ASSIGNMENT —
All lines in the records below with the word "InvalidConfiguration" must be returned.

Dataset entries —
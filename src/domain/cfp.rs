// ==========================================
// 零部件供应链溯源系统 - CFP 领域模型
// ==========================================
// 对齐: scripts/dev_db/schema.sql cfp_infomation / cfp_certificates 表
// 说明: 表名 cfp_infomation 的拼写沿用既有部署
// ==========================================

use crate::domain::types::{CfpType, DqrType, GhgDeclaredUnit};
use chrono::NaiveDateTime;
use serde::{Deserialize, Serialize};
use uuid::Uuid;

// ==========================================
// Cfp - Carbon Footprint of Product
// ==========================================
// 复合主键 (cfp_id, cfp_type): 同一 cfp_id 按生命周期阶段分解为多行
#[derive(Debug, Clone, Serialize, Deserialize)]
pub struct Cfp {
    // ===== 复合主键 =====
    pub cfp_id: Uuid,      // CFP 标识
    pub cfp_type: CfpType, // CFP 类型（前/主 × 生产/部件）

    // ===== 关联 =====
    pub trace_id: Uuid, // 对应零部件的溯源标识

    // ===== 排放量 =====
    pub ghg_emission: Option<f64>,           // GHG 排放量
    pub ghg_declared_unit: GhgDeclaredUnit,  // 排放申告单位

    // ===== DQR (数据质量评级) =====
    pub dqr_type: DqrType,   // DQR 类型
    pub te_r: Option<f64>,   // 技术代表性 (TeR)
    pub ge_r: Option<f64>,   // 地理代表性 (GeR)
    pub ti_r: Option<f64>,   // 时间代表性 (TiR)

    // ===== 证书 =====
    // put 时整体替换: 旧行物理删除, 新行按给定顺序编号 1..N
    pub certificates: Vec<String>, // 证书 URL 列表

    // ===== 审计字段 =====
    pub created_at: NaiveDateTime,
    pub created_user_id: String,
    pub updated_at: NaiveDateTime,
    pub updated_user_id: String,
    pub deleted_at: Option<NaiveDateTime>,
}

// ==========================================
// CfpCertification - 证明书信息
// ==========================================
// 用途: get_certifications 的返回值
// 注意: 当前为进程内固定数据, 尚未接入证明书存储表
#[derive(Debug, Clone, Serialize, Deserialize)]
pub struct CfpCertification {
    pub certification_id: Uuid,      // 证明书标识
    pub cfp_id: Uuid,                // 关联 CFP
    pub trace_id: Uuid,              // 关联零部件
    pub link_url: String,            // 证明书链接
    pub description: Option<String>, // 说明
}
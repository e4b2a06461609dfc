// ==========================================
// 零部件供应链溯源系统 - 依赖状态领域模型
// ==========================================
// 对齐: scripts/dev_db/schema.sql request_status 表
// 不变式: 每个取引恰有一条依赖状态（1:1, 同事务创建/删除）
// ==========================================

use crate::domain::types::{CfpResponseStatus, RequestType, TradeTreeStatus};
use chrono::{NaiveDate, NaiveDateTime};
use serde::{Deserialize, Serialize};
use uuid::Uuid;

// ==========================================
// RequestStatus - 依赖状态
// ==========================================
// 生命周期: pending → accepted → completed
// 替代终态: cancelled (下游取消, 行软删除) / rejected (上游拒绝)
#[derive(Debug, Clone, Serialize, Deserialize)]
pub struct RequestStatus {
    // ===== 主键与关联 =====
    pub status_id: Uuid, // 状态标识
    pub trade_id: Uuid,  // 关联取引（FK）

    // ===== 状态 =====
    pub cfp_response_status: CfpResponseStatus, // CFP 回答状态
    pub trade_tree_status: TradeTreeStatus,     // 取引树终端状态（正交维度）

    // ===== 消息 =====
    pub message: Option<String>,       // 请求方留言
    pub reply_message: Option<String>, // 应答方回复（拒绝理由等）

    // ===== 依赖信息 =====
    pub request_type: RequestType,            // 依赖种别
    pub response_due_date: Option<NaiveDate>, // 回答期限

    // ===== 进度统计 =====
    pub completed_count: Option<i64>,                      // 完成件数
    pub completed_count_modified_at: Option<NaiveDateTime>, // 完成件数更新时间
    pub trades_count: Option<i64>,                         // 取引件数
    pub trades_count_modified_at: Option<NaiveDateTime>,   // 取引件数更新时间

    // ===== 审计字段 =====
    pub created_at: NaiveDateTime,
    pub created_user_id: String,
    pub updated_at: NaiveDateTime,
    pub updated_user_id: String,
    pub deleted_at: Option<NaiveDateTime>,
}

...

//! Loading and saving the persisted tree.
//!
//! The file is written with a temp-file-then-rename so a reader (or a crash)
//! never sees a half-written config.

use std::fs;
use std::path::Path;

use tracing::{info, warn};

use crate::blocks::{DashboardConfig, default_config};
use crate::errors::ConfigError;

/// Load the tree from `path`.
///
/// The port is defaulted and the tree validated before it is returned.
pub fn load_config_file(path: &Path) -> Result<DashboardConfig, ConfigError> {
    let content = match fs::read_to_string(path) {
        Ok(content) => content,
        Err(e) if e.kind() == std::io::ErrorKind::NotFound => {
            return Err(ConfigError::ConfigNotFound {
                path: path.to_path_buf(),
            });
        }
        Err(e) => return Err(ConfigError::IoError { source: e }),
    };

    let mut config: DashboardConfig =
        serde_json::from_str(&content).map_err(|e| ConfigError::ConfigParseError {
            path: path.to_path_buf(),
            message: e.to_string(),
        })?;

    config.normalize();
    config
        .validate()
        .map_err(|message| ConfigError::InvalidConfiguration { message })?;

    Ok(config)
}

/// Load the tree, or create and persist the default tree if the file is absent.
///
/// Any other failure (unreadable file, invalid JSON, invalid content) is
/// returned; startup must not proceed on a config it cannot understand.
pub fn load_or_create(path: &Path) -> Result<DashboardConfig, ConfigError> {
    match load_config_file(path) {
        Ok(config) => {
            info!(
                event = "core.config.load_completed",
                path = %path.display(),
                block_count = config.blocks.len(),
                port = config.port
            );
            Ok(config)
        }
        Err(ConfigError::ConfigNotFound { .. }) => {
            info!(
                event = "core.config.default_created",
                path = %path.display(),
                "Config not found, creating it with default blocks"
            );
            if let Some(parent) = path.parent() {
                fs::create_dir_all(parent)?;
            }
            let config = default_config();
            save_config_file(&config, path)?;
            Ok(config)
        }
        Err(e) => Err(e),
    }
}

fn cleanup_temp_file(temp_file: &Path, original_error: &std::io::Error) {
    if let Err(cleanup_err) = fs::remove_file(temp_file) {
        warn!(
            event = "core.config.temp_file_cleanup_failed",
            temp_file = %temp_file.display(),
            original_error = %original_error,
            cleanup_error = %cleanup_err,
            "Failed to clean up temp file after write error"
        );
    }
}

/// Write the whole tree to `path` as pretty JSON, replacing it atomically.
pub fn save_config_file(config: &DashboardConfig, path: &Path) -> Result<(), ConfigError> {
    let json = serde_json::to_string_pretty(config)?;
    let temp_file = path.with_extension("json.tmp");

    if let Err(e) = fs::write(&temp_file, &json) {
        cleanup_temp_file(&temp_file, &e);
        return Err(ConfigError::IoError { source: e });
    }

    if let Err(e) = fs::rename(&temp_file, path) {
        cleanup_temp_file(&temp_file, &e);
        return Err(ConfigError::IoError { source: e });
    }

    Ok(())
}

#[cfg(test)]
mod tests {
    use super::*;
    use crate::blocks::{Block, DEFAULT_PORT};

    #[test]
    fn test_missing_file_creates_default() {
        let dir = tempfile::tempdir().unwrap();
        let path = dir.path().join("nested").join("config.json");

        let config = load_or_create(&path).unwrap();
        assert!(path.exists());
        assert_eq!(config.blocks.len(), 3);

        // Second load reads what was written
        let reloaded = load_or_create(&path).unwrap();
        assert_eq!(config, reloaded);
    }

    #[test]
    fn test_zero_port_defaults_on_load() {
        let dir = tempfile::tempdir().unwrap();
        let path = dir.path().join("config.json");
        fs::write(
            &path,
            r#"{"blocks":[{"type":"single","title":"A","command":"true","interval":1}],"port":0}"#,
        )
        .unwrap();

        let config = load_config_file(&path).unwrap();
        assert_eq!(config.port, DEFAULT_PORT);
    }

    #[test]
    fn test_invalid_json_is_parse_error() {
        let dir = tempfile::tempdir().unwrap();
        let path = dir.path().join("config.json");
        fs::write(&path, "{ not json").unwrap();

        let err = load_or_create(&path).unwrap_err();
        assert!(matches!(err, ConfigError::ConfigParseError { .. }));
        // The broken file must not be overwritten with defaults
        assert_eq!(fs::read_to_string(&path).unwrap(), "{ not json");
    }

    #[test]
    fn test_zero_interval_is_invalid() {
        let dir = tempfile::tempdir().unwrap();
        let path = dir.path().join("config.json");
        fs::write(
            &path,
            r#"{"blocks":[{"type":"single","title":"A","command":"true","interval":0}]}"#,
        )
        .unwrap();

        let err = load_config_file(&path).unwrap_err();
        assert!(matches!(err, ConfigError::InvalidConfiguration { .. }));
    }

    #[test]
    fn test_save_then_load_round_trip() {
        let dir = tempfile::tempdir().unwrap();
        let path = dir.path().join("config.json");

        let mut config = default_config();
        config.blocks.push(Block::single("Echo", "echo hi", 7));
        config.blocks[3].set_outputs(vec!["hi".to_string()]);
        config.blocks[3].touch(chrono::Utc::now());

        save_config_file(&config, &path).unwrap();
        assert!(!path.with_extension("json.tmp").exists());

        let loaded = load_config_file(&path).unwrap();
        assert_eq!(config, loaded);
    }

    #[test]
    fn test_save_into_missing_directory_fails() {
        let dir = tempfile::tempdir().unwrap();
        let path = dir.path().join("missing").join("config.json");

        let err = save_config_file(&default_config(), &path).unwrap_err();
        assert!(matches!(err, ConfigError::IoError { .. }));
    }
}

---

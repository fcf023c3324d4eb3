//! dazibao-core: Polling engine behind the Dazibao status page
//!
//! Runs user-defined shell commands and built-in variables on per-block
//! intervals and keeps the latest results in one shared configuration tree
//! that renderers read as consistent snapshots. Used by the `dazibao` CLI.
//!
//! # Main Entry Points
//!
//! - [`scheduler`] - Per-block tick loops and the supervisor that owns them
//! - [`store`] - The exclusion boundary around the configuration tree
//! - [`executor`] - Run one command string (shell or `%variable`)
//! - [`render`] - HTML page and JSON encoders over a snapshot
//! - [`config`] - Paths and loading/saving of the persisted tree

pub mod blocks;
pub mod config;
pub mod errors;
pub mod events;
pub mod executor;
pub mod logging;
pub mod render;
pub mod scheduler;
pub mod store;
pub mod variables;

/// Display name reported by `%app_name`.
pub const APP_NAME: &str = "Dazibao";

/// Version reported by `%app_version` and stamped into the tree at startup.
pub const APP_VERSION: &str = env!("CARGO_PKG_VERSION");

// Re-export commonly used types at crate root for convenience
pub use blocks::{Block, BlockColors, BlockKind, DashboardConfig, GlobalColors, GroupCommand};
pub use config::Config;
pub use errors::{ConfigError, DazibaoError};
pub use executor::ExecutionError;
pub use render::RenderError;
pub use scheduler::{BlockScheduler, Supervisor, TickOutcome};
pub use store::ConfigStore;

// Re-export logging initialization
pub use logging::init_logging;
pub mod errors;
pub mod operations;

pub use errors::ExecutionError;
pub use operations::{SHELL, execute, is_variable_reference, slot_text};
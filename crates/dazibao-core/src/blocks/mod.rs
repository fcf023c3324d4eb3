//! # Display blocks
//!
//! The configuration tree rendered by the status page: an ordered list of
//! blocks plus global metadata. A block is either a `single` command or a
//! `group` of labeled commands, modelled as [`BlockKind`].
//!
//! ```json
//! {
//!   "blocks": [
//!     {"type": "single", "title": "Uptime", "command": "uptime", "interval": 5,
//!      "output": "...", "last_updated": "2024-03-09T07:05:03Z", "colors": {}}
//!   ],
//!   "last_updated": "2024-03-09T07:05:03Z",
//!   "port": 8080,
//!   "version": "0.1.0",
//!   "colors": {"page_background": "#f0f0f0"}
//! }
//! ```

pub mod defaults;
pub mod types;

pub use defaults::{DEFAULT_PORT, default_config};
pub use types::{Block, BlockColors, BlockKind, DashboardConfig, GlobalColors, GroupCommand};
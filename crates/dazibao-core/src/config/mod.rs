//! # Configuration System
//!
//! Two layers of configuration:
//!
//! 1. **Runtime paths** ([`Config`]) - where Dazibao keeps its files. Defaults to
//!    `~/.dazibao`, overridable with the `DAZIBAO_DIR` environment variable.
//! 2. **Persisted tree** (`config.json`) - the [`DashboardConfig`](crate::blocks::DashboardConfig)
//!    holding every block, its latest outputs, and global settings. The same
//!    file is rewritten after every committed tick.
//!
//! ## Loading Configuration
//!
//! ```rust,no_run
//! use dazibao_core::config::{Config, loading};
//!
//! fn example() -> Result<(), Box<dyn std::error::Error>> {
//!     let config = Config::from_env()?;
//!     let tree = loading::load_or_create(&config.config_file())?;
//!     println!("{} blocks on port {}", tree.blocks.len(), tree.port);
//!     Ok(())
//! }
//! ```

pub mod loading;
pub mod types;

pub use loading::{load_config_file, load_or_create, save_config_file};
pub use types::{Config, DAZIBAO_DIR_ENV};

WRITTEN RESPONSE —
        .map_err(|message| ConfigError::InvalidConfiguration { message })?;
        assert!(matches!(err, ConfigError::InvalidConfiguration { .. }));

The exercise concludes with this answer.